### Information given
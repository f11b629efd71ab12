//! # Sealpack Client
//!
//! The I/O around an ability: configuration, the remote integration API,
//! callback signature checks and redirect URLs.
//!
//! ## Key Types
//!
//! - [`AbilityConfig`] - Explicit per-ability settings, loadable from TOML
//! - [`AbilityApi`] - Device-key lookup and packet publishing
//! - [`HttpAbilityApi`] - [`AbilityApi`] over reqwest
//! - [`memory::MemoryAbilityApi`] - [`AbilityApi`] for tests
//! - [`SignatureVerifier`] - HMAC-SHA256 callback signatures
//! - [`UrlBuilder`] - Enable-flow redirect URLs

pub mod config;
pub mod error;
pub mod signature;
pub mod transport;
pub mod url;

pub use config::{AbilityConfig, EncryptionConfig};
pub use error::{ClientError, Result};
pub use signature::SignatureVerifier;
pub use transport::{memory, AbilityApi, HttpAbilityApi};
pub use url::UrlBuilder;
use crate::core::form::FilterForm;
use crate::models::Retailer;

/// Query key carrying the retailer identifier
pub const STORE_KEY: &str = "store";

/// Serialize every form field plus the retailer identifier
///
/// Pairs follow form order and `store` always comes last. Values are not
/// validated here.
pub fn build_query(form: &FilterForm, retailer: Retailer) -> String {
    form.fields()
        .iter()
        .filter(|f| f.name != STORE_KEY)
        .map(|f| (f.name.as_str(), f.value.as_str()))
        .chain(std::iter::once((STORE_KEY, retailer.id())))
        .map(|(k, v)| format!("{}={}", urlencoding::encode(k), urlencoding::encode(v)))
        .collect::<Vec<_>>()
        .join("&")
}

#[cfg(test)]
mod tests {
    use super::*;

    #[test]
    fn test_store_appended_last() {
        let form = FilterForm::new().field("size", "M").field("category", "sneaker");
        assert_eq!(build_query(&form, Retailer::Daf), "size=M&category=sneaker&store=daf");
    }

    #[test]
    fn test_form_store_field_replaced() {
        let form = FilterForm::new().field("store", "daf").field("searchSize", "23");
        assert_eq!(build_query(&form, Retailer::Anns), "searchSize=23&store=anns");
    }

    #[test]
    fn test_values_percent_encoded() {
        let form = FilterForm::new().field("searchColor", "light pink&co");
        assert_eq!(
            build_query(&form, Retailer::Daf),
            "searchColor=light%20pink%26co&store=daf"
        );
    }
}
use crate::core::form::{FilterForm, CATEGORY_FIELD, SIZE_FIELD};
use crate::core::notify::{Notice, Notifier};
use thiserror::Error;

/// A required filter field was left unselected
#[derive(Debug, Clone, Copy, PartialEq, Eq, Error)]
pub enum ValidationError {
    #[error("Please select a size")]
    MissingSize,

    #[error("Please select a category")]
    MissingCategory,
}

/// Check the required fields, size first
pub fn check(form: &FilterForm) -> Result<(), ValidationError> {
    if form.value(SIZE_FIELD).is_empty() {
        return Err(ValidationError::MissingSize);
    }
    if form.value(CATEGORY_FIELD).is_empty() {
        return Err(ValidationError::MissingCategory);
    }
    Ok(())
}

/// Gate a submission, raising exactly one warning when it is blocked
pub fn validate(form: &FilterForm, notifier: &dyn Notifier) -> bool {
    match check(form) {
        Ok(()) => true,
        Err(e) => {
            tracing::debug!("Submission blocked: {}", e);
            notifier.notify(Notice::warning(e.to_string()));
            false
        }
    }
}

#[cfg(test)]
mod tests {
    use super::*;
    use crate::core::notify::{NoticeLevel, RecordingNotifier};

    #[test]
    fn test_size_checked_before_category() {
        let notifier = RecordingNotifier::new();
        assert!(!validate(&FilterForm::new(), &notifier));

        let notices = notifier.notices();
        assert_eq!(notices.len(), 1);
        assert_eq!(notices[0].level, NoticeLevel::Warning);
        assert_eq!(notices[0].title, ValidationError::MissingSize.to_string());
    }

    #[test]
    fn test_missing_category() {
        let form = FilterForm::new().select(SIZE_FIELD, "23", "23");
        assert_eq!(check(&form), Err(ValidationError::MissingCategory));
    }

    #[test]
    fn test_both_present() {
        let notifier = RecordingNotifier::new();
        let form = FilterForm::new()
            .select(CATEGORY_FIELD, "148", "Ankle boots")
            .select(SIZE_FIELD, "23", "23");
        assert!(validate(&form, &notifier));
        assert!(notifier.events().is_empty());
    }
}
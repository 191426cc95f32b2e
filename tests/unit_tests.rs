// Unit tests for the Shoe Scout client pipeline

use shoe_scout::core::{
    build_query, check, compute_rows, render, validate, FilterForm, MemoryTable, NoticeLevel, RecordingNotifier,
    RenderContext, ResultTable, TabController, ValidationError, CATEGORY_FIELD, PLACEHOLDER, SIZE_FIELD,
};
use shoe_scout::models::{Price, Retailer, ShoeRecord};

fn create_test_record(name: &str, sizes: Option<&[&str]>, colors: Option<&[&str]>) -> ShoeRecord {
    ShoeRecord {
        list_id: None,
        name: name.to_string(),
        price: Price::from(10),
        image: "i.png".to_string(),
        url: "u".to_string(),
        size: sizes.map(|s| s.iter().map(|v| v.to_string()).collect()),
        color: colors.map(|c| c.iter().map(|v| v.to_string()).collect()),
    }
}

fn create_test_context(size: &str) -> RenderContext {
    RenderContext {
        category_label: "Sneakers".to_string(),
        size_label: size.to_string(),
        retailer: Retailer::Daf,
    }
}

fn complete_form() -> FilterForm {
    FilterForm::new()
        .field("orderby", "")
        .select(SIZE_FIELD, "23", "23")
        .field("searchColor", "")
        .field("searchHeel", "")
        .select(CATEGORY_FIELD, "148", "Ankle boots")
}

#[test]
fn test_missing_size_blocks() {
    for category in ["", "148"] {
        let notifier = RecordingNotifier::new();
        let form = FilterForm::new().select(SIZE_FIELD, "", "").select(CATEGORY_FIELD, category, category);
        assert!(!validate(&form, &notifier));
        assert_eq!(notifier.notices().len(), 1);
        assert_eq!(notifier.notices()[0].level, NoticeLevel::Warning);
    }
}

#[test]
fn test_missing_category_blocks() {
    let notifier = RecordingNotifier::new();
    let form = FilterForm::new().select(SIZE_FIELD, "23", "23");
    assert!(!validate(&form, &notifier));
    assert_eq!(notifier.notices()[0].title, "Please select a category");
}

#[test]
fn test_complete_form_passes() {
    assert_eq!(check(&complete_form()), Ok(()));
    assert_eq!(
        check(&FilterForm::new().select(CATEGORY_FIELD, "148", "Boots")),
        Err(ValidationError::MissingSize)
    );
}

#[test]
fn test_query_contains_store_pair() {
    let form = FilterForm::new().field("size", "M").field("category", "sneaker");
    let query = build_query(&form, Retailer::Daf);
    let pairs: Vec<&str> = query.split('&').collect();
    assert_eq!(pairs, vec!["size=M", "category=sneaker", "store=daf"]);
}

#[test]
fn test_query_is_deterministic() {
    let form = complete_form();
    assert_eq!(build_query(&form, Retailer::Anns), build_query(&form, Retailer::Anns));
    assert_eq!(
        build_query(&form, Retailer::Anns),
        "orderby=&searchSize=23&searchColor=&searchHeel=&searchCat=148&store=anns"
    );
}

#[test]
fn test_selected_size_emphasized() {
    let records = vec![create_test_record("A", Some(&["S", "M"]), Some(&["red"]))];
    let rows = compute_rows(&records, &create_test_context("M"));

    assert_eq!(rows.len(), 1);
    let sizes = rows[0].sizes.as_ref().unwrap();
    assert_eq!(sizes.len(), 2);
    assert!(!sizes[0].emphasized);
    assert!(sizes[1].emphasized);
    assert_eq!(rows[0].sizes_html(), "S, <mark>M</mark>");
    assert_eq!(rows[0].colors, "red");
    assert_eq!(rows[0].price, "10");
}

#[test]
fn test_absent_fields_use_placeholder() {
    let records = vec![
        create_test_record("A", None, None),
        create_test_record("B", Some(&[]), Some(&[])),
    ];
    for row in compute_rows(&records, &create_test_context("M")) {
        assert_eq!(row.colors, PLACEHOLDER);
        assert_eq!(row.sizes_html(), PLACEHOLDER);
        assert!(row.to_html().contains(&format!("<td>{}</td>", PLACEHOLDER)));
    }
}

#[test]
fn test_row_carries_retailer_and_category() {
    let rows = compute_rows(&[create_test_record("A", None, None)], &create_test_context("M"));
    assert_eq!(rows[0].retailer, "D+AF");
    assert_eq!(rows[0].category, "Sneakers");
}

#[test]
fn test_render_preserves_order() {
    let records = vec![create_test_record("B", None, None), create_test_record("A", None, None)];
    let mut table = MemoryTable::new();
    render(&records, &create_test_context("M"), &mut table);

    let names: Vec<&str> = table.rows().iter().map(|r| r.name.as_str()).collect();
    assert_eq!(names, vec!["B", "A"]);
    assert_eq!(table.retailer_name(), Some("D+AF"));
}

#[test]
fn test_render_replaces_previous_rows() {
    let mut table = MemoryTable::new();
    table.append(compute_rows(&[create_test_record("Old", None, None)], &create_test_context("M")).remove(0));

    render(&[create_test_record("New", None, None)], &create_test_context("M"), &mut table);
    assert_eq!(table.rows().len(), 1);
    assert_eq!(table.rows()[0].name, "New");
}

#[test]
fn test_html_escapes_record_text() {
    let mut record = create_test_record("<b>Boot</b>", None, None);
    record.url = "https://shop.test/?a=1&b=2".to_string();
    let html = compute_rows(&[record], &create_test_context("M"))[0].to_html();

    assert!(html.contains("&lt;b&gt;Boot&lt;/b&gt;"));
    assert!(html.contains("href=\"https://shop.test/?a=1&amp;b=2\" target=\"_blank\""));
}

#[test]
fn test_tab_click_switches_pane() {
    let mut tabs = TabController::new(["anns", "daf"]);
    assert_eq!(tabs.active_pane(), Some("anns"));

    assert!(tabs.click("#daf"));
    assert_eq!(tabs.active_pane(), Some("daf"));
    assert_eq!(tabs.nav().iter().filter(|n| n.active).count(), 1);
    assert_eq!(tabs.panes().iter().filter(|p| p.visible).count(), 1);

    assert!(!tabs.click("#missing"));
    assert_eq!(tabs.active_pane(), Some("daf"));
}
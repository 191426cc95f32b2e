// Route exports
pub mod filter;

use actix_web::{error, web, HttpRequest};
use crate::models::ErrorResponse;

pub use filter::AppState;

pub fn configure_routes(cfg: &mut web::ServiceConfig) {
    cfg.configure(filter::configure);
}

/// Handle query payload errors
pub fn handle_query_payload_error(err: error::QueryPayloadError, req: &HttpRequest) -> actix_web::Error {
    tracing::info!("Query payload error on {}: {}", req.path(), err);
    ErrorResponse {
        error: "invalid_query".to_string(),
        message: format!("Invalid query: {}", err),
        status_code: 400,
    }
    .into()
}
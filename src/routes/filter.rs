use actix_web::{web, HttpResponse, Responder};
use validator::Validate;
use crate::models::{ErrorResponse, FilterQuery, HealthResponse, Retailer, ShoeRecord};
use crate::services::{AnnsClient, CacheError, CacheKey, CacheManager, DafClient, ScrapeError};
use std::sync::Arc;

/// Application state shared across all handlers
#[derive(Clone)]
pub struct AppState {
    pub anns: AnnsClient,
    pub daf: DafClient,
    pub cache: Arc<CacheManager>,
}

impl AppState {
    async fn scrape(&self, retailer: Retailer, query: &FilterQuery) -> Result<Vec<ShoeRecord>, ScrapeError> {
        match retailer {
            Retailer::Anns => self.anns.search(query).await,
            Retailer::Daf => self.daf.search(query).await,
        }
    }
}

/// Configure the search routes
pub fn configure(cfg: &mut web::ServiceConfig) {
    cfg
        .route("/health", web::get().to(health_check))
        .service(
            web::resource("/filter")
                .route(web::get().to(filter))
                .default_service(web::route().to(method_not_allowed)),
        );
}

/// Health check endpoint
async fn health_check(state: web::Data<AppState>) -> impl Responder {
    let cache_healthy = state.cache.health_check().await;
    let status = if cache_healthy { "healthy" } else { "degraded" };

    HttpResponse::Ok().json(HealthResponse {
        status: status.to_string(),
        version: env!("CARGO_PKG_VERSION").to_string(),
        timestamp: chrono::Utc::now(),
    })
}

async fn method_not_allowed() -> impl Responder {
    HttpResponse::MethodNotAllowed().json(ErrorResponse {
        error: "Method not allowed".to_string(),
        message: "Only GET is supported".to_string(),
        status_code: 405,
    })
}

/// Filter one retailer's catalog
///
/// GET /filter?orderby=&searchSize=23&searchColor=&searchHeel=&searchCat=148&store=daf
///
/// Responds with a JSON array of shoe records; an empty match is `[]`.
async fn filter(state: web::Data<AppState>, query: web::Query<FilterQuery>) -> impl Responder {
    let query = query.into_inner();

    if let Err(errors) = query.validate() {
        tracing::info!("Validation failed for filter request: field_errors={:?}", errors);
        return HttpResponse::BadRequest().json(ErrorResponse {
            error: "Validation failed".to_string(),
            message: errors.to_string(),
            status_code: 400,
        });
    }

    let retailer: Retailer = match query.store.parse() {
        Ok(retailer) => retailer,
        Err(e) => {
            tracing::info!("Rejected filter request: {}", e);
            return HttpResponse::BadRequest().json(ErrorResponse {
                error: "Invalid store".to_string(),
                message: e.to_string(),
                status_code: 400,
            });
        }
    };

    let cache_key = CacheKey::filter(&query);
    match state.cache.get::<Vec<ShoeRecord>>(&cache_key).await {
        Ok(shoes) => {
            tracing::debug!("Cache hit for {}", cache_key);
            return HttpResponse::Ok().json(shoes);
        }
        Err(CacheError::CacheMiss(_)) => {}
        Err(CacheError::SerializationError(e)) => {
            tracing::warn!("Evicting unreadable cache entry {}: {}", cache_key, e);
            if let Err(e) = state.cache.delete(&cache_key).await {
                tracing::warn!("Failed to evict {}: {}", cache_key, e);
            }
        }
        Err(e) => tracing::warn!("Cache read failed for {}: {}", cache_key, e),
    }

    tracing::info!("Filtering {} with {}", retailer.display_name(), query.filter_string());

    match state.scrape(retailer, &query).await {
        Ok(shoes) => {
            tracing::info!("{} returned {} shoes", retailer.display_name(), shoes.len());
            if let Err(e) = state.cache.set(&cache_key, &shoes).await {
                tracing::warn!("Failed to cache results for {}: {}", cache_key, e);
            }
            HttpResponse::Ok().json(shoes)
        }
        Err(e) if e.is_bad_request() => {
            tracing::info!("Bad filter for {}: {}", retailer.display_name(), e);
            HttpResponse::BadRequest().json(ErrorResponse {
                error: "Invalid filter".to_string(),
                message: e.to_string(),
                status_code: 400,
            })
        }
        Err(e) => {
            tracing::error!("Failed to scrape {}: {}", retailer.display_name(), e);
            HttpResponse::InternalServerError().json(ErrorResponse {
                error: "Failed to fetch products".to_string(),
                message: e.to_string(),
                status_code: 500,
            })
        }
    }
}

### Exercise aim
Only lines holding the word "match" are wanted here; copy each from the listing.

### Written reply
    match check(form) {
        match retailer {
/// Responds with a JSON array of shoe records; an empty match is `[]`.
    let retailer: Retailer = match query.store.parse() {
    match state.cache.get::<Vec<ShoeRecord>>(&cache_key).await {
    match state.scrape(retailer, &query).await {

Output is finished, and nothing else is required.